Sweden, by contrast, has opted for a more discursive approach. Instead of borrowing, succeeding governments since the 1990s have lamented the impoverished nature of the state, saying it is incapable of providing basic welfare for its citizens. To be clear, this is an ideological choice, highlighted not least by the continued insistence on directing all attention to the effects rather than causes of the neoliberal programme.
Enter “the other”, the immigrant. All the state’s attention and might is focused on stopping his rampage through the streets, punishing him for killing his fellow brutes or, God forbid, a Swede. Today, in 2025, attention might be warranted. Yet, there is no serious government effort to address the structural roots of the crime increase, which are, as we know, the roll-back of welfare in Sweden in general and the removal of institutions such as job boards and social services from areas now deemed vulnerable. There is no refusal to accept this causal chain. It is known.
It is also needed. To keep its legitimacy in the eyes of the citizenry, the Swedish state needs a credible explanation as to why inequality is rising and why the social contract underpinning the alleged Swedish arrogance has dissolved. What is happening in Söder and similar neighbourhoods is not only a societal collapse. It is also a retooling, a new way for the system to reproduce itself.

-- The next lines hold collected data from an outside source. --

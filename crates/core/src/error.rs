//! Error handling with context and recovery suggestions
//!
//! This module provides structured error types with:
//! - Detailed error context
//! - Recovery suggestions
//! - Error codes for programmatic handling
//! - Serializable error reports

use serde::{Deserialize, Serialize};
use std::fmt;
use thiserror::Error;

/// Error codes for programmatic error handling
#[allow(missing_docs)]
#[derive(Debug, Clone, Copy, PartialEq, Eq, Hash, Serialize, Deserialize)]
#[serde(rename_all = "SCREAMING_SNAKE_CASE")]
pub enum ErrorCode {
    // General errors (1xxx)
    Unknown = 1000,
    Internal = 1001,
    InvalidArgument = 1002,

    // IO errors (2xxx)
    IoError = 2000,
    FileNotFound = 2001,
    PermissionDenied = 2002,

    // Configuration errors (3xxx)
    ConfigError = 3000,
    ConfigNotFound = 3001,
    ConfigParseError = 3002,
    ConfigValidationError = 3003,

    // Import errors (4xxx)
    ImportError = 4000,
    InvalidArchive = 4001,
    NoMarkupFound = 4002,
    MalformedMarkup = 4003,

    // Export errors (5xxx)
    ExportError = 5000,
    SerializationError = 5001,
}

impl ErrorCode {
    /// Get the numeric code
    pub fn code(&self) -> u32 {
        *self as u32
    }

    /// Get a human-readable category
    pub fn category(&self) -> &'static str {
        match self.code() / 1000 {
            1 => "General",
            2 => "IO",
            3 => "Configuration",
            4 => "Import",
            5 => "Export",
            _ => "Unknown",
        }
    }
}

impl fmt::Display for ErrorCode {
    fn fmt(&self, f: &mut fmt::Formatter<'_>) -> fmt::Result {
        write!(f, "E{:04}", self.code())
    }
}

/// Main error type with rich context
#[derive(Error, Debug)]
pub struct Error {
    /// Error code for programmatic handling
    pub code: ErrorCode,
    /// Human-readable message
    pub message: String,
    /// Additional context
    pub context: Option<String>,
    /// Recovery suggestion
    pub suggestion: Option<String>,
    /// Source error
    #[source]
    pub source: Option<Box<dyn std::error::Error + Send + Sync>>,
}

impl fmt::Display for Error {
    fn fmt(&self, f: &mut fmt::Formatter<'_>) -> fmt::Result {
        write!(f, "[{}] {}", self.code, self.message)?;
        if let Some(ctx) = &self.context {
            write!(f, "\n  Context: {}", ctx)?;
        }
        if let Some(suggestion) = &self.suggestion {
            write!(f, "\n  Suggestion: {}", suggestion)?;
        }
        Ok(())
    }
}

impl Error {
    /// Create a new error
    pub fn new(code: ErrorCode, message: impl Into<String>) -> Self {
        Self {
            code,
            message: message.into(),
            context: None,
            suggestion: None,
            source: None,
        }
    }

    /// Add context to the error
    pub fn with_context(mut self, context: impl Into<String>) -> Self {
        self.context = Some(context.into());
        self
    }

    /// Add a recovery suggestion
    pub fn with_suggestion(mut self, suggestion: impl Into<String>) -> Self {
        self.suggestion = Some(suggestion.into());
        self
    }

    /// Add a source error
    pub fn with_source(mut self, source: impl std::error::Error + Send + Sync + 'static) -> Self {
        self.source = Some(Box::new(source));
        self
    }

    /// Convert to a serializable report
    pub fn to_report(&self) -> ErrorReport {
        ErrorReport {
            code: self.code,
            code_str: self.code.to_string(),
            category: self.code.category().to_string(),
            message: self.message.clone(),
            context: self.context.clone(),
            suggestion: self.suggestion.clone(),
            source: self.source.as_ref().map(|e| e.to_string()),
        }
    }

    // Convenience constructors

    /// Generic IO failure
    pub fn io(message: impl Into<String>) -> Self {
        Self::new(ErrorCode::IoError, message)
    }

    /// Input file is missing
    pub fn file_not_found(path: impl AsRef<std::path::Path>) -> Self {
        Self::new(
            ErrorCode::FileNotFound,
            format!("File not found: {}", path.as_ref().display()),
        )
        .with_suggestion("Check that the file exists and you have read permissions")
    }

    /// Generic configuration failure
    pub fn config(message: impl Into<String>) -> Self {
        Self::new(ErrorCode::ConfigError, message)
    }

    /// Explicitly requested configuration file is missing
    pub fn config_not_found(path: impl AsRef<std::path::Path>) -> Self {
        Self::new(
            ErrorCode::ConfigNotFound,
            format!("Configuration file not found: {}", path.as_ref().display()),
        )
        .with_suggestion("Create a .fieldmap.toml file or use --config to specify a path")
    }

    /// Configuration value out of range
    pub fn config_validation(message: impl Into<String>) -> Self {
        Self::new(ErrorCode::ConfigValidationError, message)
    }

    /// Archive or markup could not be imported
    pub fn import(code: ErrorCode, message: impl Into<String>) -> Self {
        let suggestion = match code {
            ErrorCode::InvalidArchive => Some("Make sure the file is a .kmz (zip) archive, or pass a .kml file"),
            ErrorCode::NoMarkupFound => Some("The archive must contain a doc.kml or another .kml entry"),
            ErrorCode::MalformedMarkup => Some("Open the KML in an XML validator to locate the syntax error"),
            _ => None,
        };
        let err = Self::new(code, message);
        match suggestion {
            Some(s) => err.with_suggestion(s),
            None => err,
        }
    }

    /// Export could not be produced or written
    pub fn export(message: impl Into<String>) -> Self {
        Self::new(ErrorCode::ExportError, message)
    }
}

/// Serializable error report for logging and machine-readable output
#[allow(missing_docs)]
#[derive(Debug, Clone, Serialize, Deserialize)]
pub struct ErrorReport {
    pub code: ErrorCode,
    pub code_str: String,
    pub category: String,
    pub message: String,
    #[serde(skip_serializing_if = "Option::is_none")]
    pub context: Option<String>,
    #[serde(skip_serializing_if = "Option::is_none")]
    pub suggestion: Option<String>,
    #[serde(skip_serializing_if = "Option::is_none")]
    pub source: Option<String>,
}

/// Result type alias
pub type Result<T> = std::result::Result<T, Error>;

/// Exit codes for CLI commands
#[allow(missing_docs)]
pub mod exit_codes {
    pub const SUCCESS: i32 = 0;
    pub const FAILURE: i32 = 1;
    pub const IMPORT_ERROR: i32 = 2;
    pub const CONFIG_ERROR: i32 = 3;
    pub const EXPORT_ERROR: i32 = 4;

    /// Map an error code onto a process exit code
    pub fn for_code(code: super::ErrorCode) -> i32 {
        match code.category() {
            "Import" => IMPORT_ERROR,
            "Configuration" => CONFIG_ERROR,
            "Export" => EXPORT_ERROR,
            _ => FAILURE,
        }
    }
}

// Implement From for common error types

impl From<std::io::Error> for Error {
    fn from(err: std::io::Error) -> Self {
        let code = match err.kind() {
            std::io::ErrorKind::NotFound => ErrorCode::FileNotFound,
            std::io::ErrorKind::PermissionDenied => ErrorCode::PermissionDenied,
            _ => ErrorCode::IoError,
        };
        Error::new(code, err.to_string()).with_source(err)
    }
}

impl From<serde_json::Error> for Error {
    fn from(err: serde_json::Error) -> Self {
        Error::new(ErrorCode::SerializationError, format!("JSON error: {}", err))
            .with_source(err)
    }
}

impl From<toml::de::Error> for Error {
    fn from(err: toml::de::Error) -> Self {
        Error::new(ErrorCode::ConfigParseError, format!("TOML parse error: {}", err))
            .with_source(err)
    }
}

/// Extension trait for adding context to Results
pub trait ResultExt<T> {
    /// Attach context to the error, if any
    fn context(self, context: impl Into<String>) -> Result<T>;
}

impl<T> ResultExt<T> for Result<T> {
    fn context(self, context: impl Into<String>) -> Result<T> {
        self.map_err(|e| e.with_context(context))
    }
}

A few pages prior to referring to the privileged majority as Sleepwalkers, Louisa Yousufi, a French journalist, expounds on the ending of Chester Himes’ The End of a Primitive, set in the 1950s. In the book’s final act, the protagonist, Jesse Robinson, a black writer from Los Angeles, kills his white mistress, Kriss Cummings. After his crime, before turning himself over to the police, Jesse shaves and examines himself in front of a mirror. According to Yousufi, he comes to the following conclusion:
Jesse becomes tragically aware of his destiny not as a primitive or as a black man but as a human being becoming himself – a primitive evolving into a human. In this closed system, the human being is the civilized white man . . . So, when he slaughters his mistress, Jesse Robinson is not confirming his inner nature, nor the identity forged by all his frustrations as a rejected black man. What he is confirming is his comprehensive integration into the system. ‘Black son of a bitch has got to have some means of joining the human race.’
In other words, the societal expectation of a black man during this time in American history—still?—was to be violent, to murder white women. Without such stereotypes, the foundations of Jim Crow and systemic racism, with all its material and psychological consequences, would be harder to justify and sustain. That similar narratives are now entrenched in Swedish society is sad, frankly.
That the four-metre-tall orange lamp is valued at 1 million SEK ($102,000) is of great annoyance to the people I talked to. “Could taxpayer money not be spent on something more productive?” my friend says. It probably could. Although 1 million is not a large amount of money for the government, “it sends the wrong message”, someone else explains. The last 40 minutes before I leave is spent playing FIFA. I am soundly defeated—the red card at the end of the first half did not help. My friend’s little brother is going out; “With who?”. He mentions a name and leaves. My ride arrives. I’m going home, back to the Fun World.